As the Nuremberg tribunal wound down, a dejected Goering - once the proudest, most arrogant peacock in the Nazi flock - shuffled to his cell after one day's proceedings and reflected upon the ease with which aggressive war could be brought to pass:
Why, of course, the people don't want war. Why would some poor slob on a farm want to risk his life in a war when the best that he can get out of it is to come back to his farm in one piece?
Naturally, the common people don't want war; neither in Russia, nor in England, nor in America, nor for that matter in Germany. That is understood. But, after all, it is the leaders of the country who determine the policy and it is always a simple matter to drag the people along, whether it is a democracy, or a fascist dictatorship, or a parliament, or a communist dictatorship . . .
[T]he people can always be brought to the bidding of the leaders. That is easy. All you have to do is tell them they are being attacked, and denounce the pacifists for lack of patriotism and exposing the country to danger. It works the same in any country.
What the Nuremberg tribunal succeeded in doing was in introducing for the first time in human history legal accountability for the waging of aggressive war. As Justice Jackson wrote in his report to President Harry Truman upon the completion of the trial, Nuremberg (emphasis added)

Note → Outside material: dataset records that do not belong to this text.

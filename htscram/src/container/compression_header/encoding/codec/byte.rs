use std::io;

use crate::{
    container::{
        block,
        compression_header::encoding::{
            Decode, Encode, ExternalDataReaders, ExternalDataWriters, missing_external_block,
        },
    },
    huffman::{HuffmanDecoder, HuffmanEncoder},
    io::{BitReader, BitWriter},
};

/// A byte codec.
#[derive(Clone, Debug)]
pub enum Byte {
    /// No data; decodes to 0.
    Null,
    /// Raw bytes in an external block.
    External {
        /// The external block content ID.
        block_content_id: block::ContentId,
    },
    /// Canonical Huffman coding over the core bitstream.
    Huffman {
        /// The alphabet.
        alphabet: Vec<i32>,
        /// The code word bit lengths.
        bit_lens: Vec<u32>,
        /// The prepared decoder.
        decoder: HuffmanDecoder,
        /// The prepared encoder.
        encoder: HuffmanEncoder,
    },
}

impl Byte {
    /// Builds a Huffman codec, preparing the code books once.
    pub fn huffman(alphabet: Vec<i32>, bit_lens: Vec<u32>) -> Self {
        let decoder = HuffmanDecoder::new(&alphabet, &bit_lens);
        let encoder = HuffmanEncoder::new(&alphabet, &bit_lens);

        Self::Huffman {
            alphabet,
            bit_lens,
            decoder,
            encoder,
        }
    }
}

impl PartialEq for Byte {
    fn eq(&self, other: &Self) -> bool {
        match (self, other) {
            (Self::Null, Self::Null) => true,
            (
                Self::External {
                    block_content_id: a,
                },
                Self::External {
                    block_content_id: b,
                },
            ) => a == b,
            (
                Self::Huffman {
                    alphabet: a1,
                    bit_lens: a2,
                    ..
                },
                Self::Huffman {
                    alphabet: b1,
                    bit_lens: b2,
                    ..
                },
            ) => a1 == b1 && a2 == b2,
            _ => false,
        }
    }
}

impl Eq for Byte {}

impl<'de> Decode<'de> for Byte {
    type Value = u8;

    fn decode(
        &self,
        core_data_reader: &mut BitReader<'de>,
        external_data_readers: &mut ExternalDataReaders<'de>,
    ) -> io::Result<Self::Value> {
        match self {
            Self::Null => Ok(0),
            Self::External { block_content_id } => {
                let src = external_data_readers
                    .get_mut(block_content_id)
                    .ok_or_else(|| missing_external_block(*block_content_id))?;

                let (b, rest) = src
                    .split_first()
                    .ok_or_else(|| io::Error::from(io::ErrorKind::UnexpectedEof))?;

                *src = rest;

                Ok(*b)
            }
            Self::Huffman {
                alphabet, decoder, ..
            } => {
                let value = if alphabet.len() == 1 {
                    alphabet[0]
                } else {
                    decoder.decode(core_data_reader)?
                };

                u8::try_from(value).map_err(|e| io::Error::new(io::ErrorKind::InvalidData, e))
            }
        }
    }
}

impl Encode<'_> for Byte {
    type Value = u8;

    fn encode(
        &self,
        core_data_writer: &mut BitWriter,
        external_data_writers: &mut ExternalDataWriters,
        value: Self::Value,
    ) -> io::Result<()> {
        match self {
            Self::Null => Ok(()),
            Self::External { block_content_id } => {
                let dst = external_data_writers
                    .get_mut(block_content_id)
                    .ok_or_else(|| missing_external_block(*block_content_id))?;

                dst.push(value);

                Ok(())
            }
            Self::Huffman {
                alphabet, encoder, ..
            } => {
                if alphabet.len() == 1 {
                    Ok(())
                } else {
                    encoder.encode(core_data_writer, i32::from(value))
                }
            }
        }
    }
}

#[cfg(test)]
mod tests {
    use super::*;
    use crate::container::compression_header::Encoding;

    #[test]
    fn test_decode_external() -> io::Result<()> {
        let mut core_data_reader = BitReader::new(&[][..]);

        let external_data = [0x61, 0x62];
        let mut external_data_readers = ExternalDataReaders::new();
        external_data_readers.insert(4, &external_data[..]);

        let encoding = Encoding::new(Byte::External {
            block_content_id: 4,
        });

        assert_eq!(
            encoding.decode(&mut core_data_reader, &mut external_data_readers)?,
            b'a'
        );
        assert_eq!(
            encoding.decode(&mut core_data_reader, &mut external_data_readers)?,
            b'b'
        );

        Ok(())
    }

    #[test]
    fn test_huffman_round_trip() -> io::Result<()> {
        let encoding = Encoding::new(Byte::huffman(
            vec![i32::from(b'A'), i32::from(b'C')],
            vec![1, 1],
        ));

        let mut core_data_writer = BitWriter::default();
        let mut external_data_writers = ExternalDataWriters::default();

        for &b in b"ACCA" {
            encoding.encode(&mut core_data_writer, &mut external_data_writers, b)?;
        }

        let core_data = core_data_writer.finish()?;
        let mut core_data_reader = BitReader::new(&core_data);
        let mut external_data_readers = ExternalDataReaders::new();

        for &expected in b"ACCA" {
            assert_eq!(
                encoding.decode(&mut core_data_reader, &mut external_data_readers)?,
                expected
            );
        }

        Ok(())
    }
}
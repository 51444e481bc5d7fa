use super::encoding::{
    consume_any_encoding, read_byte_array_encoding, read_byte_encoding, read_integer_encoding,
};
use crate::{
    container::compression_header::{DataSeries, DataSeriesEncodings},
    error::{Error, Result},
    io::reader::collections::read_map,
};

pub(super) fn read_data_series_encodings(src: &mut &[u8]) -> Result<DataSeriesEncodings> {
    let (mut buf, len) = read_map(src)?;
    read_data_series_encodings_inner(&mut buf, len)
}

fn read_data_series_encodings_inner(src: &mut &[u8], len: usize) -> Result<DataSeriesEncodings> {
    let mut encodings = DataSeriesEncodings::default();

    for _ in 0..len {
        let key = read_key(src)?;

        match key {
            DataSeries::BamFlags => {
                encodings.bam_flags = Some(read_integer_encoding(src, key.name())?);
            }
            DataSeries::CramFlags => {
                encodings.cram_flags = Some(read_integer_encoding(src, key.name())?);
            }
            DataSeries::ReferenceSequenceIds => {
                encodings.reference_sequence_ids = Some(read_integer_encoding(src, key.name())?);
            }
            DataSeries::ReadLengths => {
                encodings.read_lengths = Some(read_integer_encoding(src, key.name())?);
            }
            DataSeries::AlignmentStarts => {
                encodings.alignment_starts = Some(read_integer_encoding(src, key.name())?);
            }
            DataSeries::ReadGroupIds => {
                encodings.read_group_ids = Some(read_integer_encoding(src, key.name())?);
            }
            DataSeries::Names => {
                encodings.names = Some(read_byte_array_encoding(src, key.name())?);
            }
            DataSeries::MateFlags => {
                encodings.mate_flags = Some(read_integer_encoding(src, key.name())?);
            }
            DataSeries::MateReferenceSequenceIds => {
                encodings.mate_reference_sequence_ids =
                    Some(read_integer_encoding(src, key.name())?);
            }
            DataSeries::MateAlignmentStarts => {
                encodings.mate_alignment_starts = Some(read_integer_encoding(src, key.name())?);
            }
            DataSeries::TemplateLengths => {
                encodings.template_lengths = Some(read_integer_encoding(src, key.name())?);
            }
            DataSeries::MateDistances => {
                encodings.mate_distances = Some(read_integer_encoding(src, key.name())?);
            }
            DataSeries::TagSetIds => {
                encodings.tag_set_ids = Some(read_integer_encoding(src, key.name())?);
            }
            DataSeries::FeatureCounts => {
                encodings.feature_counts = Some(read_integer_encoding(src, key.name())?);
            }
            DataSeries::FeatureCodes => {
                encodings.feature_codes = Some(read_byte_encoding(src, key.name())?);
            }
            DataSeries::FeaturePositions => {
                encodings.feature_positions = Some(read_integer_encoding(src, key.name())?);
            }
            DataSeries::DeletionLengths => {
                encodings.deletion_lengths = Some(read_integer_encoding(src, key.name())?);
            }
            DataSeries::StretchesOfBases => {
                encodings.stretches_of_bases = Some(read_byte_array_encoding(src, key.name())?);
            }
            DataSeries::StretchesOfQualityScores => {
                encodings.stretches_of_quality_scores =
                    Some(read_byte_array_encoding(src, key.name())?);
            }
            DataSeries::BaseSubstitutionCodes => {
                encodings.base_substitution_codes = Some(read_byte_encoding(src, key.name())?);
            }
            DataSeries::InsertionBases => {
                encodings.insertion_bases = Some(read_byte_array_encoding(src, key.name())?);
            }
            DataSeries::ReferenceSkipLengths => {
                encodings.reference_skip_lengths = Some(read_integer_encoding(src, key.name())?);
            }
            DataSeries::PaddingLengths => {
                encodings.padding_lengths = Some(read_integer_encoding(src, key.name())?);
            }
            DataSeries::HardClipLengths => {
                encodings.hard_clip_lengths = Some(read_integer_encoding(src, key.name())?);
            }
            DataSeries::SoftClipBases => {
                encodings.soft_clip_bases = Some(read_byte_array_encoding(src, key.name())?);
            }
            DataSeries::MappingQualities => {
                encodings.mapping_qualities = Some(read_integer_encoding(src, key.name())?);
            }
            DataSeries::Bases => {
                encodings.bases = Some(read_byte_encoding(src, key.name())?);
            }
            DataSeries::QualityScores => {
                encodings.quality_scores = Some(read_byte_encoding(src, key.name())?);
            }
            // Legacy CRAM 2.x series this crate does not decode.
            DataSeries::ReservedTc | DataSeries::ReservedTn => {
                consume_any_encoding(src)?;
            }
        }
    }

    Ok(encodings)
}

fn read_key(src: &mut &[u8]) -> Result<DataSeries> {
    let (buf, rest) = src
        .split_first_chunk::<2>()
        .ok_or_else(|| Error::Malformed("truncated data series encoding map".into()))?;

    *src = rest;

    DataSeries::try_from(*buf).map_err(|e| Error::Malformed(e.to_string()))
}

#[cfg(test)]
mod tests {
    use super::*;
    use crate::container::compression_header::{Encoding, encoding::codec::Integer};

    #[test]
    fn test_read_data_series_encodings() -> Result<()> {
        let src = [
            0x0c, // data.len = 12
            0x02, // map.len = 2
            b'B', b'F', // BF
            0x01, 0x01, 0x01, // external, block content ID = 1
            b'A', b'P', // AP
            0x01, 0x01, 0x05, // external, block content ID = 5
        ];

        let encodings = read_data_series_encodings(&mut &src[..])?;

        assert_eq!(
            encodings.bam_flags,
            Some(Encoding::new(Integer::External {
                block_content_id: 1
            }))
        );
        assert_eq!(
            encodings.alignment_starts,
            Some(Encoding::new(Integer::External {
                block_content_id: 5
            }))
        );
        assert!(encodings.cram_flags.is_none());

        Ok(())
    }
}
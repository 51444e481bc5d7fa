use std::io;

use super::num::read_itf8_as;

/// Reads an ITF8-length-prefixed byte array, returning it as a subslice.
pub(super) fn read_array<'a>(src: &mut &'a [u8]) -> io::Result<&'a [u8]> {
    let len: usize = read_itf8_as(src)?;

    if src.len() < len {
        return Err(io::Error::from(io::ErrorKind::UnexpectedEof));
    }

    let (buf, rest) = src.split_at(len);
    *src = rest;

    Ok(buf)
}

/// Reads an ITF8-length-prefixed map, returning its body and entry count.
pub(super) fn read_map<'a>(src: &mut &'a [u8]) -> io::Result<(&'a [u8], usize)> {
    let mut buf = read_array(src)?;
    let len = read_itf8_as(&mut buf)?;
    Ok((buf, len))
}

#[cfg(test)]
mod tests {
    use super::*;

    #[test]
    fn test_read_array() -> io::Result<()> {
        let mut src = &[0x03, 0x0a, 0x0b, 0x0c, 0xff][..];
        assert_eq!(read_array(&mut src)?, [0x0a, 0x0b, 0x0c]);
        assert_eq!(src, [0xff]);

        let mut src = &[0x05, 0x00][..];
        assert!(read_array(&mut src).is_err());

        Ok(())
    }

    #[test]
    fn test_read_map() -> io::Result<()> {
        let mut src = &[0x03, 0x02, 0x0a, 0x0b][..];
        let (buf, len) = read_map(&mut src)?;
        assert_eq!(len, 2);
        assert_eq!(buf, [0x0a, 0x0b]);

        Ok(())
    }
}
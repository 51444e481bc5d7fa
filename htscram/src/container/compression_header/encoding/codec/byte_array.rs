use std::io;

use super::{Byte, Integer};
use crate::{
    container::{
        block,
        compression_header::encoding::{
            Decode, Encode, Encoding, ExternalDataReaders, ExternalDataWriters,
            missing_external_block,
        },
    },
    io::{BitReader, BitWriter},
};

/// A byte array codec.
#[derive(Clone, Debug, Eq, PartialEq)]
pub enum ByteArray {
    /// No data; decodes to an empty array.
    Null,
    /// A length encoding followed by a per-byte value encoding.
    ByteArrayLength {
        /// The array length encoding.
        len_encoding: Encoding<Integer>,
        /// The array value encoding.
        value_encoding: Encoding<Byte>,
    },
    /// Bytes in an external block, terminated by a stop byte.
    ByteArrayStop {
        /// The terminator.
        stop_byte: u8,
        /// The external block content ID.
        block_content_id: block::ContentId,
    },
}

impl<'de> Decode<'de> for ByteArray {
    type Value = Vec<u8>;

    fn decode(
        &self,
        core_data_reader: &mut BitReader<'de>,
        external_data_readers: &mut ExternalDataReaders<'de>,
    ) -> io::Result<Self::Value> {
        match self {
            Self::Null => Ok(Vec::new()),
            Self::ByteArrayLength {
                len_encoding,
                value_encoding,
            } => {
                let len = len_encoding.decode(core_data_reader, external_data_readers)?;
                let len = usize::try_from(len)
                    .map_err(|e| io::Error::new(io::ErrorKind::InvalidData, e))?;

                let mut buf = Vec::with_capacity(len);

                for _ in 0..len {
                    let b = value_encoding.decode(core_data_reader, external_data_readers)?;
                    buf.push(b);
                }

                Ok(buf)
            }
            Self::ByteArrayStop {
                stop_byte,
                block_content_id,
            } => {
                let src = external_data_readers
                    .get_mut(block_content_id)
                    .ok_or_else(|| missing_external_block(*block_content_id))?;

                let i = src.iter().position(|b| b == stop_byte).ok_or_else(|| {
                    io::Error::new(io::ErrorKind::InvalidData, "missing stop byte")
                })?;

                let (buf, rest) = src.split_at(i);
                *src = &rest[1..];

                Ok(buf.to_vec())
            }
        }
    }
}

impl<'en> Encode<'en> for ByteArray {
    type Value = &'en [u8];

    fn encode(
        &self,
        core_data_writer: &mut BitWriter,
        external_data_writers: &mut ExternalDataWriters,
        value: Self::Value,
    ) -> io::Result<()> {
        match self {
            Self::Null => Ok(()),
            Self::ByteArrayLength {
                len_encoding,
                value_encoding,
            } => {
                let len = i32::try_from(value.len())
                    .map_err(|e| io::Error::new(io::ErrorKind::InvalidInput, e))?;

                len_encoding.encode(core_data_writer, external_data_writers, len)?;

                for &b in value {
                    value_encoding.encode(core_data_writer, external_data_writers, b)?;
                }

                Ok(())
            }
            Self::ByteArrayStop {
                stop_byte,
                block_content_id,
            } => {
                let dst = external_data_writers
                    .get_mut(block_content_id)
                    .ok_or_else(|| missing_external_block(*block_content_id))?;

                dst.extend_from_slice(value);
                dst.push(*stop_byte);

                Ok(())
            }
        }
    }
}

#[cfg(test)]
mod tests {
    use super::*;

    #[test]
    fn test_byte_array_stop_round_trip() -> io::Result<()> {
        let encoding = Encoding::new(ByteArray::ByteArrayStop {
            stop_byte: b'\t',
            block_content_id: 7,
        });

        let mut core_data_writer = BitWriter::default();
        let mut external_data_writers: ExternalDataWriters =
            [(7, Vec::new())].into_iter().collect();

        encoding.encode(&mut core_data_writer, &mut external_data_writers, b"read1")?;
        encoding.encode(&mut core_data_writer, &mut external_data_writers, b"read2")?;

        assert_eq!(external_data_writers[&7], b"read1\tread2\t");

        let external_data = external_data_writers[&7].clone();
        let mut core_data_reader = BitReader::new(&[][..]);
        let mut external_data_readers = ExternalDataReaders::new();
        external_data_readers.insert(7, &external_data[..]);

        assert_eq!(
            encoding.decode(&mut core_data_reader, &mut external_data_readers)?,
            b"read1"
        );
        assert_eq!(
            encoding.decode(&mut core_data_reader, &mut external_data_readers)?,
            b"read2"
        );

        Ok(())
    }

    #[test]
    fn test_byte_array_length_round_trip() -> io::Result<()> {
        let encoding = Encoding::new(ByteArray::ByteArrayLength {
            len_encoding: Encoding::new(Integer::External {
                block_content_id: 13,
            }),
            value_encoding: Encoding::new(Byte::External {
                block_content_id: 13,
            }),
        });

        let mut core_data_writer = BitWriter::default();
        let mut external_data_writers: ExternalDataWriters =
            [(13, Vec::new())].into_iter().collect();

        encoding.encode(&mut core_data_writer, &mut external_data_writers, b"ndls")?;

        let external_data = external_data_writers[&13].clone();
        assert_eq!(external_data, b"\x04ndls");

        let mut core_data_reader = BitReader::new(&[][..]);
        let mut external_data_readers = ExternalDataReaders::new();
        external_data_readers.insert(13, &external_data[..]);

        assert_eq!(
            encoding.decode(&mut core_data_reader, &mut external_data_readers)?,
            b"ndls"
        );

        Ok(())
    }

    #[test]
    fn test_decode_missing_stop_byte() {
        let encoding = Encoding::new(ByteArray::ByteArrayStop {
            stop_byte: 0x00,
            block_content_id: 7,
        });

        let external_data = [b'n', b'd'];
        let mut core_data_reader = BitReader::new(&[][..]);
        let mut external_data_readers = ExternalDataReaders::new();
        external_data_readers.insert(7, &external_data[..]);

        assert!(matches!(
            encoding.decode(&mut core_data_reader, &mut external_data_readers),
            Err(e) if e.kind() == io::ErrorKind::InvalidData,
        ));
    }
}
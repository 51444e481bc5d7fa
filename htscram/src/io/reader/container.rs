pub(crate) mod block;
pub(crate) mod compression_header;
pub(crate) mod header;
pub(crate) mod slice;

use std::io::Read;

use self::{compression_header::read_compression_header, slice::read_slice};
use crate::{
    container::{Container, Header, slice::SliceIndex},
    error::{Error, Result},
    file_definition::Version,
};

/// Reads the next container header and body.
///
/// Returns `None` at the EOF container (or at end of input for CRAM 2.0
/// streams, which have none).
pub(crate) fn read_container<R>(
    reader: &mut R,
    version: Version,
) -> Result<Option<(Header, Vec<u8>)>>
where
    R: Read,
{
    let Some((header, len)) = header::read_header(reader, version)? else {
        return Ok(None);
    };

    let mut src = vec![0; len];
    reader.read_exact(&mut src)?;

    Ok(Some((header, src)))
}

/// Parses a container body: the compression header block followed by each
/// slice's blocks, located by landmark differencing. Slice indexing
/// parameters are filled from the landmarks.
pub(crate) fn parse_container(
    header: Header,
    src: &[u8],
    version: Version,
    byte_offset: u64,
) -> Result<Container> {
    let mut buf = src;
    let compression_header = read_compression_header(&mut buf, version)?;

    let landmarks = header.landmarks().to_vec();
    let mut slices = Vec::with_capacity(landmarks.len());

    for (i, &landmark) in landmarks.iter().enumerate() {
        let end = landmarks.get(i + 1).copied().unwrap_or(src.len());

        if landmark > end || end > src.len() {
            return Err(Error::Malformed(format!(
                "invalid landmark: [{landmark}, {end}) out of {} bytes",
                src.len()
            )));
        }

        let mut slice_src = &src[landmark..end];
        let mut slice = read_slice(&mut slice_src, version)?;

        slice.set_index(SliceIndex {
            landmark_index: i,
            byte_offset: landmark,
            byte_size: end - landmark,
        });

        slices.push(slice);
    }

    Ok(Container {
        header,
        compression_header,
        slices,
        byte_offset: Some(byte_offset),
    })
}
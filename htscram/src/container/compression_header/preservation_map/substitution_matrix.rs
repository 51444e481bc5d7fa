//! The base substitution matrix.

use std::{error, fmt};

/// A reference/read base as far as substitution coding is concerned.
#[derive(Clone, Copy, Debug, Eq, PartialEq)]
pub enum Base {
    /// Adenine.
    A,
    /// Cytosine.
    C,
    /// Guanine.
    G,
    /// Thymine.
    T,
    /// Any other or unknown base.
    N,
}

/// All bases, in the canonical order used for matrix serialization.
pub(crate) const BASES: [Base; 5] = [Base::A, Base::C, Base::G, Base::T, Base::N];

/// An error returned when a byte is not a substitution base.
#[derive(Clone, Debug, Eq, PartialEq)]
pub struct TryFromByteError(u8);

impl error::Error for TryFromByteError {}

impl fmt::Display for TryFromByteError {
    fn fmt(&self, f: &mut fmt::Formatter<'_>) -> fmt::Result {
        write!(f, "invalid substitution base: {:#04x}", self.0)
    }
}

impl TryFrom<u8> for Base {
    type Error = TryFromByteError;

    fn try_from(b: u8) -> Result<Self, Self::Error> {
        match b.to_ascii_uppercase() {
            b'A' => Ok(Self::A),
            b'C' => Ok(Self::C),
            b'G' => Ok(Self::G),
            b'T' => Ok(Self::T),
            b'N' => Ok(Self::N),
            _ => Err(TryFromByteError(b)),
        }
    }
}

impl From<Base> for u8 {
    fn from(base: Base) -> Self {
        match base {
            Base::A => b'A',
            Base::C => b'C',
            Base::G => b'G',
            Base::T => b'T',
            Base::N => b'N',
        }
    }
}

impl From<Base> for usize {
    fn from(base: Base) -> Self {
        match base {
            Base::A => 0,
            Base::C => 1,
            Base::G => 2,
            Base::T => 3,
            Base::N => 4,
        }
    }
}

/// A 5 x 4 permutation table mapping each reference base to a ranked list of
/// substitute bases.
///
/// Both directions are precomputed at construction and immutable for the
/// container's lifetime: encode by `(reference base, read base) -> code` and
/// decode by `(reference base, code) -> read base`.
#[derive(Clone, Debug, Eq, PartialEq)]
pub struct SubstitutionMatrix {
    // substitutions[reference base][code] = read base
    substitutions: [[Base; 4]; 5],
    // codes[reference base][read base] = code (the diagonal is never used)
    codes: [[u8; 5]; 5],
}

impl SubstitutionMatrix {
    /// Builds a matrix ranking substitutes by observed frequency.
    ///
    /// Ties and unseen substitutions fall back to canonical base order, so a
    /// matrix built from no observations equals the default matrix.
    pub fn from_frequencies(frequencies: [[u64; 5]; 5]) -> Self {
        let mut substitutions = [[Base::N; 4]; 5];

        for (r, reference_base) in BASES.into_iter().enumerate() {
            let mut substitutes: Vec<Base> = BASES
                .into_iter()
                .filter(|&b| b != reference_base)
                .collect();

            // Sort is stable, so equal frequencies keep canonical order.
            substitutes.sort_by_key(|&b| std::cmp::Reverse(frequencies[r][usize::from(b)]));

            substitutions[r].copy_from_slice(&substitutes);
        }

        Self::from_substitutions(substitutions)
    }

    /// Returns the read base for a (reference base, code) pair.
    pub fn get(&self, reference_base: Base, code: u8) -> Base {
        self.substitutions[usize::from(reference_base)][usize::from(code & 0x03)]
    }

    /// Returns the code for a (reference base, read base) pair.
    ///
    /// The result is meaningless when the bases are equal: equal bases are
    /// not substitutions and are never encoded.
    pub fn find(&self, reference_base: Base, read_base: Base) -> u8 {
        self.codes[usize::from(reference_base)][usize::from(read_base)]
    }

    fn from_substitutions(substitutions: [[Base; 4]; 5]) -> Self {
        let mut codes = [[0; 5]; 5];

        for (r, row) in substitutions.iter().enumerate() {
            for (code, &read_base) in row.iter().enumerate() {
                codes[r][usize::from(read_base)] = code as u8;
            }
        }

        Self {
            substitutions,
            codes,
        }
    }

    pub(crate) fn from_wire(src: [u8; 5]) -> Self {
        let mut substitutions = [[Base::N; 4]; 5];

        for (r, reference_base) in BASES.into_iter().enumerate() {
            for (i, substitute) in BASES
                .into_iter()
                .filter(|&b| b != reference_base)
                .enumerate()
            {
                let code = (src[r] >> (6 - 2 * i)) & 0x03;
                substitutions[r][usize::from(code)] = substitute;
            }
        }

        Self::from_substitutions(substitutions)
    }

    pub(crate) fn to_wire(&self) -> [u8; 5] {
        let mut dst = [0; 5];

        for (r, reference_base) in BASES.into_iter().enumerate() {
            for (i, substitute) in BASES
                .into_iter()
                .filter(|&b| b != reference_base)
                .enumerate()
            {
                dst[r] |= self.codes[r][usize::from(substitute)] << (6 - 2 * i);
            }
        }

        dst
    }
}

impl Default for SubstitutionMatrix {
    fn default() -> Self {
        Self::from_substitutions([
            [Base::C, Base::G, Base::T, Base::N],
            [Base::A, Base::G, Base::T, Base::N],
            [Base::A, Base::C, Base::T, Base::N],
            [Base::A, Base::C, Base::G, Base::N],
            [Base::A, Base::C, Base::G, Base::T],
        ])
    }
}

#[cfg(test)]
mod tests {
    use super::*;

    #[test]
    fn test_default_codes() {
        let matrix = SubstitutionMatrix::default();

        assert_eq!(matrix.get(Base::A, 0), Base::C);
        assert_eq!(matrix.get(Base::A, 3), Base::N);
        assert_eq!(matrix.get(Base::N, 0), Base::A);

        assert_eq!(matrix.find(Base::C, Base::T), 2);
        assert_eq!(matrix.find(Base::T, Base::A), 0);
    }

    #[test]
    fn test_round_trip_for_every_pair() {
        let matrix = SubstitutionMatrix::default();

        for reference_base in BASES {
            for read_base in BASES {
                if reference_base == read_base {
                    continue;
                }

                let code = matrix.find(reference_base, read_base);
                assert_eq!(
                    matrix.get(reference_base, code),
                    read_base,
                    "({reference_base:?}, {read_base:?})"
                );
            }
        }
    }

    #[test]
    fn test_wire_round_trip() {
        let matrix = SubstitutionMatrix::default();
        // Each row ranks the four substitutes in canonical order: 00 01 10 11.
        assert_eq!(matrix.to_wire(), [0x1b; 5]);
        assert_eq!(SubstitutionMatrix::from_wire([0x1b; 5]), matrix);

        let mut frequencies = [[0; 5]; 5];
        frequencies[usize::from(Base::C)][usize::from(Base::T)] = 10;
        frequencies[usize::from(Base::C)][usize::from(Base::A)] = 5;

        let matrix = SubstitutionMatrix::from_frequencies(frequencies);
        assert_eq!(matrix.get(Base::C, 0), Base::T);
        assert_eq!(matrix.get(Base::C, 1), Base::A);
        assert_eq!(matrix.get(Base::C, 2), Base::G);

        let wire = matrix.to_wire();
        assert_eq!(SubstitutionMatrix::from_wire(wire), matrix);
    }

    #[test]
    fn test_frequency_ties_keep_canonical_order() {
        let matrix = SubstitutionMatrix::from_frequencies([[0; 5]; 5]);
        assert_eq!(matrix, SubstitutionMatrix::default());
    }
}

for the first time made explicit and unambiguous what was theretofore, as the Tribunal has declared, implicit in International Law, namely, that to prepare, incite, or wage a war of aggression, or to conspire with others to do so, is a crime against international society . . . and that for the commission of such crimes individuals are responsible . . . It is a basic charter in the International Law of the future
- or at least, it should be.
Update [2009-5-19 10:27:22 by occams hatchet]: H/t to justme and platypus in the comments, who provided links to full versions of "Nazi Concentration Camps." I think this is the best-quality full-length video I've seen; what I still can't figure out is why the excerpt I included in the diary (as well as the rest of the excerpts), available at the Robert Jackson Center's YouTube channel, is so much sharper. (The Jackson Center, by the way, has an amazing collection of archival footage of the Nuremberg tribunal.)